Data entries:

++++++++++

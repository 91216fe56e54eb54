//! End-to-end scenarios across zones, DST transitions and date lines.

use chrono::{DateTime, NaiveDate, Utc};

use merchant_tz::core::{RawRecord, RecordStatus, Tenant, TenantId};
use merchant_tz::services::{
    analyze_date, tenant_map, AggregationOptions, BusinessWindowPolicy, DateRelation, Dimension,
    DimensionValue, Engine, PolicyBook,
};
use merchant_tz::time::{parse_local_date, parse_utc_instant, TimezoneRegistry};
use merchant_tz::EngineConfig;
use std::sync::Arc;

fn utc(s: &str) -> DateTime<Utc> {
    parse_utc_instant(s).unwrap()
}

fn paid(id: i64, tenant: i64, amount: f64, when: DateTime<Utc>) -> RawRecord {
    RawRecord {
        id,
        order_number: format!("ORD-{}", id),
        tenant_id: TenantId(tenant),
        amount,
        currency: "USD".to_string(),
        status: RecordStatus::Paid,
        order_time_utc: when,
        completed_time_utc: None,
    }
}

#[test]
fn test_sp_merchant_late_order_counts_on_local_monday() {
    let engine = Engine::default();
    let tenants = tenant_map(vec![Tenant::new(1, "SP-Merchant", "America/Sao_Paulo")]);
    let projected = engine
        .project(&[paid(1, 1, 75.0, utc("2024-08-20T02:00:00Z"))], &tenants)
        .unwrap();

    let by_date = engine.aggregate(&projected, &[Dimension::LocalDate]);
    assert_eq!(by_date.groups.len(), 1);
    assert_eq!(
        by_date.groups[0].key,
        vec![DimensionValue::LocalDate(parse_local_date("2024-08-19").unwrap())]
    );
    assert_eq!(projected[0].order.local.local_weekday, "Monday");
    assert!(!projected[0].is_business_hour());
}

#[test]
fn test_same_instant_lands_on_different_local_dates() {
    let engine = Engine::default();
    let tenants = tenant_map(vec![
        Tenant::new(1, "Kiritimati", "Pacific/Kiritimati"),
        Tenant::new(2, "London", "Europe/London"),
        Tenant::new(3, "Honolulu", "Pacific/Honolulu"),
    ]);
    let instant = utc("2024-08-19T09:30:00Z");
    let records: Vec<RawRecord> = (1..=3).map(|t| paid(t, t, 10.0, instant)).collect();
    let projected = engine.project(&records, &tenants).unwrap();

    let dates: Vec<String> = projected.iter().map(|p| p.local_date().to_string()).collect();
    assert_eq!(dates, vec!["2024-08-19", "2024-08-19", "2024-08-18"]);

    // +14 at 09:30Z is 23:30 the same day
    let late = utc("2024-08-19T10:30:00Z");
    let kiritimati = engine
        .project(&[paid(9, 1, 10.0, late)], &tenants)
        .unwrap();
    assert_eq!(kiritimati[0].local_date().to_string(), "2024-08-20");
}

#[test]
fn test_new_york_spring_forward_offsets() {
    let engine = Engine::default();
    let tenants = tenant_map(vec![Tenant::new(1, "NY-Deli", "America/New_York")]);
    let projected = engine
        .project(
            &[
                paid(1, 1, 1.0, utc("2024-03-10T06:30:00Z")),
                paid(2, 1, 1.0, utc("2024-03-10T07:30:00Z")),
            ],
            &tenants,
        )
        .unwrap();

    assert_eq!(projected[0].order.local.utc_offset_seconds, -5 * 3600);
    assert_eq!(projected[0].local_hour(), 1);
    assert_eq!(projected[1].order.local.utc_offset_seconds, -4 * 3600);
    assert_eq!(projected[1].local_hour(), 3);
}

#[test]
fn test_fall_back_repeated_hour_keeps_both_orders() {
    let engine = Engine::default();
    let tenants = tenant_map(vec![Tenant::new(1, "NY-Deli", "America/New_York")]);
    // 01:30 EDT and 01:30 EST on 2024-11-03
    let projected = engine
        .project(
            &[
                paid(1, 1, 10.0, utc("2024-11-03T05:30:00Z")),
                paid(2, 1, 20.0, utc("2024-11-03T06:30:00Z")),
            ],
            &tenants,
        )
        .unwrap();
    assert_eq!(projected[0].local_hour(), 1);
    assert_eq!(projected[1].local_hour(), 1);

    let by_hour = engine.aggregate(&projected, &[Dimension::LocalHour]);
    assert_eq!(by_hour.groups.len(), 1);
    assert_eq!(by_hour.groups[0].count, 2);
    assert_eq!(by_hour.groups[0].total_amount, 30.0);
}

#[test]
fn test_comparison_at_demo_instant() {
    let engine = Engine::default();
    let tenants = vec![
        Tenant::new(1, "Tokyo-Shop", "Asia/Tokyo"),
        Tenant::new(2, "SP-Merchant", "America/Sao_Paulo"),
        Tenant::new(3, "Tonga", "Pacific/Tongatapu"),
    ];
    let comparison = engine.compare(engine.demo_instant(), &tenants).unwrap();

    let relations: Vec<DateRelation> = comparison
        .comparisons
        .iter()
        .map(|c| c.date_relation)
        .collect();
    assert_eq!(
        relations,
        vec![DateRelation::SameDay, DateRelation::PrevDay, DateRelation::SameDay]
    );
    assert_eq!(comparison.comparisons[2].hour_difference_from_utc, -11);
    assert_eq!(comparison.comparisons[2].time_difference, "-11h");
}

#[test]
fn test_tenant_policy_override_from_config() {
    let config = EngineConfig::from_str(
        r#"
        [[tenant_policies]]
        tenant_id = 2
        weekend_days = [5, 6]
        business_days = [0, 1, 2, 3, 4]
        "#,
    )
    .unwrap();
    let engine = config.build_engine().unwrap();
    let tenants = tenant_map(vec![
        Tenant::new(1, "Paris", "Europe/Paris"),
        Tenant::new(2, "Dubai", "Asia/Dubai"),
    ]);

    // 2024-08-16 is a Friday
    let projected = engine
        .project(
            &[
                paid(1, 1, 1.0, utc("2024-08-16T09:00:00Z")),
                paid(2, 2, 1.0, utc("2024-08-16T09:00:00Z")),
            ],
            &tenants,
        )
        .unwrap();
    assert!(!projected[0].is_weekend());
    assert!(projected[0].is_business_hour());
    assert!(projected[1].is_weekend());
    assert!(!projected[1].is_business_hour());
}

#[test]
fn test_custom_registry_and_policy_book() {
    let policies = PolicyBook::new(BusinessWindowPolicy::new([0, 6], 1..=5, 0, 23).unwrap()).unwrap();
    let engine = Engine::new(Arc::new(TimezoneRegistry::new()), policies);
    let tenants = tenant_map(vec![Tenant::new(1, "Night-Owl", "UTC")]);
    let projected = engine
        .project(&[paid(1, 1, 1.0, utc("2024-08-19T03:00:00Z"))], &tenants)
        .unwrap();
    assert!(projected[0].is_business_hour());
}

#[test]
fn test_daily_analysis_spans_more_than_one_utc_day() {
    let engine = Engine::default();
    let tenants = tenant_map(vec![
        Tenant::new(1, "Auckland", "Pacific/Auckland"),
        Tenant::new(2, "Honolulu", "Pacific/Honolulu"),
    ]);
    // local 2024-08-19 00:30 in Auckland and 23:30 in Honolulu
    let projected = engine
        .project(
            &[
                paid(1, 1, 10.0, utc("2024-08-18T12:30:00Z")),
                paid(2, 2, 20.0, utc("2024-08-20T09:30:00Z")),
            ],
            &tenants,
        )
        .unwrap();

    let date = NaiveDate::from_ymd_opt(2024, 8, 19).unwrap();
    let report = analyze_date(&projected, date, &AggregationOptions::completed_orders(), 10);
    assert_eq!(report.total_orders, 2);
    let hours: Vec<u32> = report.hourly_breakdown.iter().map(|h| h.hour).collect();
    assert_eq!(hours, vec![0, 23]);
}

++++++++++

◆ TASK STATEMENT ◆
Give back the complete data exactly as supplied.

◆ TASK OUTPUT ◆
repository 91216fe56e54eb54
//! End-to-end scenarios across zones, DST transitions and date lines.

use chrono::{DateTime, NaiveDate, Utc};

use merchant_tz::core::{RawRecord, RecordStatus, Tenant, TenantId};
use merchant_tz::services::{
    analyze_date, tenant_map, AggregationOptions, BusinessWindowPolicy, DateRelation, Dimension,
    DimensionValue, Engine, PolicyBook,
};
use merchant_tz::time::{parse_local_date, parse_utc_instant, TimezoneRegistry};
use merchant_tz::EngineConfig;
use std::sync::Arc;

fn utc(s: &str) -> DateTime<Utc> {
    parse_utc_instant(s).unwrap()
}

fn paid(id: i64, tenant: i64, amount: f64, when: DateTime<Utc>) -> RawRecord {
    RawRecord {
        id,
        order_number: format!("ORD-{}", id),
        tenant_id: TenantId(tenant),
        amount,
        currency: "USD".to_string(),
        status: RecordStatus::Paid,
        order_time_utc: when,
        completed_time_utc: None,
    }
}

#[test]
fn test_sp_merchant_late_order_counts_on_local_monday() {
    let engine = Engine::default();
    let tenants = tenant_map(vec![Tenant::new(1, "SP-Merchant", "America/Sao_Paulo")]);
    let projected = engine
        .project(&[paid(1, 1, 75.0, utc("2024-08-20T02:00:00Z"))], &tenants)
        .unwrap();

    let by_date = engine.aggregate(&projected, &[Dimension::LocalDate]);
    assert_eq!(by_date.groups.len(), 1);
    assert_eq!(
        by_date.groups[0].key,
        vec![DimensionValue::LocalDate(parse_local_date("2024-08-19").unwrap())]
    );
    assert_eq!(projected[0].order.local.local_weekday, "Monday");
    assert!(!projected[0].is_business_hour());
}

#[test]
fn test_same_instant_lands_on_different_local_dates() {
    let engine = Engine::default();
    let tenants = tenant_map(vec![
        Tenant::new(1, "Kiritimati", "Pacific/Kiritimati"),
        Tenant::new(2, "London", "Europe/London"),
        Tenant::new(3, "Honolulu", "Pacific/Honolulu"),
    ]);
    let instant = utc("2024-08-19T09:30:00Z");
    let records: Vec<RawRecord> = (1..=3).map(|t| paid(t, t, 10.0, instant)).collect();
    let projected = engine.project(&records, &tenants).unwrap();

    let dates: Vec<String> = projected.iter().map(|p| p.local_date().to_string()).collect();
    assert_eq!(dates, vec!["2024-08-19", "2024-08-19", "2024-08-18"]);

    // +14 at 09:30Z is 23:30 the same day
    let late = utc("2024-08-19T10:30:00Z");
    let kiritimati = engine
        .project(&[paid(9, 1, 10.0, late)], &tenants)
        .unwrap();
    assert_eq!(kiritimati[0].local_date().to_string(), "2024-08-20");
}

#[test]
fn test_new_york_spring_forward_offsets() {
    let engine = Engine::default();
    let tenants = tenant_map(vec![Tenant::new(1, "NY-Deli", "America/New_York")]);
    let projected = engine
        .project(
            &[
                paid(1, 1, 1.0, utc("2024-03-10T06:30:00Z")),
                paid(2, 1, 1.0, utc("2024-03-10T07:30:00Z")),
            ],
            &tenants,
        )
        .unwrap();

    assert_eq!(projected[0].order.local.utc_offset_seconds, -5 * 3600);
    assert_eq!(projected[0].local_hour(), 1);
    assert_eq!(projected[1].order.local.utc_offset_seconds, -4 * 3600);
    assert_eq!(projected[1].local_hour(), 3);
}

#[test]
fn test_fall_back_repeated_hour_keeps_both_orders() {
    let engine = Engine::default();
    let tenants = tenant_map(vec![Tenant::new(1, "NY-Deli", "America/New_York")]);
    // 01:30 EDT and 01:30 EST on 2024-11-03
    let projected = engine
        .project(
            &[
                paid(1, 1, 10.0, utc("2024-11-03T05:30:00Z")),
                paid(2, 1, 20.0, utc("2024-11-03T06:30:00Z")),
            ],
            &tenants,
        )
        .unwrap();
    assert_eq!(projected[0].local_hour(), 1);
    assert_eq!(projected[1].local_hour(), 1);

    let by_hour = engine.aggregate(&projected, &[Dimension::LocalHour]);
    assert_eq!(by_hour.groups.len(), 1);
    assert_eq!(by_hour.groups[0].count, 2);
    assert_eq!(by_hour.groups[0].total_amount, 30.0);
}

#[test]
fn test_comparison_at_demo_instant() {
    let engine = Engine::default();
    let tenants = vec![
        Tenant::new(1, "Tokyo-Shop", "Asia/Tokyo"),
        Tenant::new(2, "SP-Merchant", "America/Sao_Paulo"),
        Tenant::new(3, "Tonga", "Pacific/Tongatapu"),
    ];
    let comparison = engine.compare(engine.demo_instant(), &tenants).unwrap();

    let relations: Vec<DateRelation> = comparison
        .comparisons
        .iter()
        .map(|c| c.date_relation)
        .collect();
    assert_eq!(
        relations,
        vec![DateRelation::SameDay, DateRelation::PrevDay, DateRelation::SameDay]
    );
    assert_eq!(comparison.comparisons[2].hour_difference_from_utc, -11);
    assert_eq!(comparison.comparisons[2].time_difference, "-11h");
}

#[test]
fn test_tenant_policy_override_from_config() {
    let config = EngineConfig::from_str(
        r#"
        [[tenant_policies]]
        tenant_id = 2
        weekend_days = [5, 6]
        business_days = [0, 1, 2, 3, 4]
        "#,
    )
    .unwrap();
    let engine = config.build_engine().unwrap();
    let tenants = tenant_map(vec![
        Tenant::new(1, "Paris", "Europe/Paris"),
        Tenant::new(2, "Dubai", "Asia/Dubai"),
    ]);

    // 2024-08-16 is a Friday
    let projected = engine
        .project(
            &[
                paid(1, 1, 1.0, utc("2024-08-16T09:00:00Z")),
                paid(2, 2, 1.0, utc("2024-08-16T09:00:00Z")),
            ],
            &tenants,
        )
        .unwrap();
    assert!(!projected[0].is_weekend());
    assert!(projected[0].is_business_hour());
    assert!(projected[1].is_weekend());
    assert!(!projected[1].is_business_hour());
}

#[test]
fn test_custom_registry_and_policy_book() {
    let policies = PolicyBook::new(BusinessWindowPolicy::new([0, 6], 1..=5, 0, 23).unwrap()).unwrap();
    let engine = Engine::new(Arc::new(TimezoneRegistry::new()), policies);
    let tenants = tenant_map(vec![Tenant::new(1, "Night-Owl", "UTC")]);
    let projected = engine
        .project(&[paid(1, 1, 1.0, utc("2024-08-19T03:00:00Z"))], &tenants)
        .unwrap();
    assert!(projected[0].is_business_hour());
}

#[test]
fn test_daily_analysis_spans_more_than_one_utc_day() {
    let engine = Engine::default();
    let tenants = tenant_map(vec![
        Tenant::new(1, "Auckland", "Pacific/Auckland"),
        Tenant::new(2, "Honolulu", "Pacific/Honolulu"),
    ]);
    // local 2024-08-19 00:30 in Auckland and 23:30 in Honolulu
    let projected = engine
        .project(
            &[
                paid(1, 1, 10.0, utc("2024-08-18T12:30:00Z")),
                paid(2, 2, 20.0, utc("2024-08-20T09:30:00Z")),
            ],
            &tenants,
        )
        .unwrap();

    let date = NaiveDate::from_ymd_opt(2024, 8, 19).unwrap();
    let report = analyze_date(&projected, date, &AggregationOptions::completed_orders(), 10);
    assert_eq!(report.total_orders, 2);
    let hours: Vec<u32> = report.hourly_breakdown.iter().map(|h| h.hour).collect();
    assert_eq!(hours, vec![0, 23]);
}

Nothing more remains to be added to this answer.